The Yorkshire Tragedy. ” ‘William Caluerley, of Caluerley in Yorkshire, Esquire, murdered two of his owne children in his owne house, then stabde his wife into the body with full intent to haue killed her, and then instantlie with like fury went from his house to haue slaine his yongest childe at nurse, but was preuented. Hee was prest to death in Yorke the 5 of August, 1604.’ Edm. Howes’ Continuation of John Stowe’s Summarie, 8vo, 1607, p. 574. The story appeared before in a 4to pamphlet, 1605. It is omitted in the Folio chronicle, 1631″ (Farmer).
the strictures of Scriblerus. “These, however, he assures Mr. Hill, were the property of Dr. Arbuthnot” (Farmer). See Pope’s Works, ed. Elwin & Courthope, x., p. 53.
This late example. Double Falshood, ii. 4. 6-8.
You have an aspect. Id., iv. 1. 46.
a preceding elision. “Thus a line in Hamlet’s description of the Player should be printed as in the old Folios:
“Tears in his eyes, distraction in’s aspect,”
agreeably to the accent in a hundred other places” (Farmer).
This very accent, etc. This passage, down to the end of the quotation from Thomson (top of p. 183), was added in the second edition.
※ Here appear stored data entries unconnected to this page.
//! Provisioning driver registry
//!
//! Drivers are registered once at startup under the key they report from
//! `get_driver_name`, and looked up per switch by vendor, protocol and family.
//! The first driver registered for a key wins.

use crate::config::ProvisioningConfig;
use crate::driver::{PortProvisioningDriver, driver_key};
use crate::snmp_driver::SnmpProvisioningDriver;
use bnp_types::Switch;
use snmp_client::SnmpConnector;
use std::collections::HashMap;
use std::sync::Arc;
use tracing::{error, info, warn};

/// Vendor served by the built-in SNMP driver
pub const DEFAULT_SNMP_VENDOR: &str = "hpe";

/// Registered drivers by key
#[derive(Debug, Default)]
pub struct ProvisioningManager {
    drivers: HashMap<String, Arc<dyn PortProvisioningDriver>>,
}

impl ProvisioningManager {
    /// Empty registry
    pub fn new() -> Self {
        Self::default()
    }

    /// Build the registry from the configured driver names
    ///
    /// Known names: `snmp` (alias `hpe_snmp`), and `snmp:<vendor>[:<family>]`
    /// for a vendor or family specific SNMP driver. Unknown names are skipped.
    pub fn from_config(config: &ProvisioningConfig, connector: Arc<dyn SnmpConnector>) -> Self {
        info!("Configured provisioning driver names: {:?}", config.provisioning_driver);
        let mut manager = Self::new();
        for name in &config.provisioning_driver {
            match catalog_driver(name.trim(), &connector) {
                Some(driver) => {
                    manager.register(driver);
                }
                None => warn!("Unknown provisioning driver '{}', skipping", name),
            }
        }
        info!("Registered provisioning drivers: {:?}", manager.driver_names());
        manager
    }

    /// Register a driver; returns false if its key was already taken
    pub fn register(&mut self, driver: Arc<dyn PortProvisioningDriver>) -> bool {
        let key = driver.get_driver_name();
        if let Some(existing) = self.drivers.get(&key) {
            error!(
                "Provisioning driver {:?} ignored, driver {:?} already registered for '{}'",
                driver, existing, key
            );
            return false;
        }
        info!("Registered provisioning driver '{}'", key);
        self.drivers.insert(key, driver);
        true
    }

    /// Driver registered under exactly `key`
    pub fn provisioning_driver(&self, key: &str) -> Option<Arc<dyn PortProvisioningDriver>> {
        self.drivers.get(key).cloned()
    }

    /// Driver for a vendor/protocol/family; the family key is tried first
    pub fn driver_for(&self, vendor: &str, protocol: &str, family: Option<&str>) -> Option<Arc<dyn PortProvisioningDriver>> {
        family
            .filter(|f| !f.is_empty())
            .and_then(|family| self.provisioning_driver(&driver_key(vendor, protocol, Some(family))))
            .or_else(|| self.provisioning_driver(&driver_key(vendor, protocol, None)))
    }

    /// Driver for a switch record
    pub fn resolve(&self, switch: &Switch) -> Option<Arc<dyn PortProvisioningDriver>> {
        let driver = self.driver_for(
            &switch.vendor,
            switch.management_protocol.driver_protocol(),
            switch.family.as_deref(),
        );
        if driver.is_none() {
            warn!(
                "No provisioning driver for vendor '{}', protocol '{}', family '{}'",
                switch.vendor,
                switch.management_protocol,
                switch.family.as_deref().unwrap_or("")
            );
        }
        driver
    }

    /// Registered keys, sorted
    pub fn driver_names(&self) -> Vec<String> {
        let mut names: Vec<String> = self.drivers.keys().cloned().collect();
        names.sort();
        names
    }

    /// True when no driver is registered
    pub fn is_empty(&self) -> bool {
        self.drivers.is_empty()
    }
}

fn catalog_driver(name: &str, connector: &Arc<dyn SnmpConnector>) -> Option<Arc<dyn PortProvisioningDriver>> {
    let snmp = |vendor: &str| SnmpProvisioningDriver::new(vendor, Arc::clone(connector));
    match name.split(':').collect::<Vec<_>>().as_slice() {
        ["snmp" | "hpe_snmp"] => Some(Arc::new(snmp(DEFAULT_SNMP_VENDOR))),
        ["snmp", vendor] if !vendor.is_empty() => Some(Arc::new(snmp(vendor))),
        ["snmp", vendor, family] if !vendor.is_empty() && !family.is_empty() => {
            Some(Arc::new(snmp(vendor).with_family(*family)))
        }
        _ => None,
    }
}

#[cfg(test)]
mod tests {
    use super::*;
    use crate::test_utils::*;
    use snmp_client::MockSnmpAgent;

    fn connector() -> Arc<dyn SnmpConnector> {
        Arc::new(MockSnmpAgent::new())
    }

    #[test]
    fn test_default_config_registers_hpe_snmp() {
        let manager = ProvisioningManager::from_config(&ProvisioningConfig::default(), connector());
        assert_eq!(manager.driver_names(), vec!["hpe_snmp"]);
    }

    #[test]
    fn test_unknown_names_are_skipped() {
        let config = ProvisioningConfig {
            provisioning_driver: vec!["netconf".to_string(), "snmp:arista".to_string(), "snmp::".to_string()],
            ..ProvisioningConfig::default()
        };
        let manager = ProvisioningManager::from_config(&config, connector());
        assert_eq!(manager.driver_names(), vec!["arista_snmp"]);
    }

    #[test]
    fn test_first_registration_wins() {
        let mut manager = ProvisioningManager::new();
        let first: Arc<dyn PortProvisioningDriver> = Arc::new(SnmpProvisioningDriver::new("hpe", connector()));
        let second: Arc<dyn PortProvisioningDriver> = Arc::new(SnmpProvisioningDriver::new("hpe", connector()));

        assert!(manager.register(Arc::clone(&first)));
        assert!(!manager.register(second));
        let registered = manager.provisioning_driver("hpe_snmp").unwrap();
        assert!(Arc::ptr_eq(&registered, &first));
    }

    #[test]
    fn test_family_key_takes_precedence() {
        let mut manager = ProvisioningManager::new();
        let plain: Arc<dyn PortProvisioningDriver> = Arc::new(SnmpProvisioningDriver::new("hpe", connector()));
        let family: Arc<dyn PortProvisioningDriver> =
            Arc::new(SnmpProvisioningDriver::new("hpe", connector()).with_family("5900"));
        manager.register(Arc::clone(&plain));
        manager.register(Arc::clone(&family));

        let mut switch = test_switch("tor-1", "08:00:09:01:02:03", "192.0.2.10");
        switch.family = Some("5900".to_string());
        assert!(Arc::ptr_eq(&manager.resolve(&switch).unwrap(), &family));

        switch.family = Some("7900".to_string());
        assert!(Arc::ptr_eq(&manager.resolve(&switch).unwrap(), &plain));

        switch.family = None;
        assert!(Arc::ptr_eq(&manager.resolve(&switch).unwrap(), &plain));
    }

    #[test]
    fn test_every_snmp_version_maps_to_the_snmp_driver() {
        let manager = ProvisioningManager::from_config(&ProvisioningConfig::default(), connector());
        let mut switch = test_switch("tor-1", "08:00:09:01:02:03", "192.0.2.10");
        for protocol in ["snmpv1", "snmpv2c", "snmpv3"] {
            switch.management_protocol = protocol.parse().unwrap();
            assert!(manager.resolve(&switch).is_some(), "{protocol}");
        }
        switch.management_protocol = "netconf_ssh".parse().unwrap();
        assert!(manager.resolve(&switch).is_none());
        switch.management_protocol = "snmpv2c".parse().unwrap();
        switch.vendor = "cisco".to_string();
        assert!(manager.resolve(&switch).is_none());
    }
}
Bentley. Preface to his edition of Paradise Lost, 1732.
180. Manwaring, Edward. See his treatise Of Harmony and Numbers in Latin and English Prose, and in English Poetry (1744), p. 49.
Green. May this “extraordinary gentleman” be George Smith Green, the Oxford watchmaker, author of a prose rendering of Milton’s Paradise Lost, 1745; or Edward Burnaby Greene, author of Poetical Essays, 1772, and of translations from the classics? There is no copy of the “Specimen of a new Version of the Paradise Lost into blank verse” in the Library of the British Museum, nor in any public collection which the present editor has consulted.
Dee, John (1527-1608), astrologer.
Strike up, my masters. Double Falshood, Act i., Sc. 3.
181. Victor, Benjamin (died 1778), was made Poet Laureate of Ireland in 1755. He produced in 1761, in two volumes, the History of the Theatres of London and Dublin, from the year 1730 to the present time. A third volume brought the history of the theatre down to 1771. Farmer refers to vol. ii., p. 107: ” Double Falshood, a Tragedy, by Mr. Theobald, said by him to be written by Shakespear , which no one credited; and on Enquiry, the following Contradiction appeared; the Story of the Double Falshood is taken from the Spanish of Cervantes, who printed it in the year after Shakespear died. This Play was performed twelve Nights.”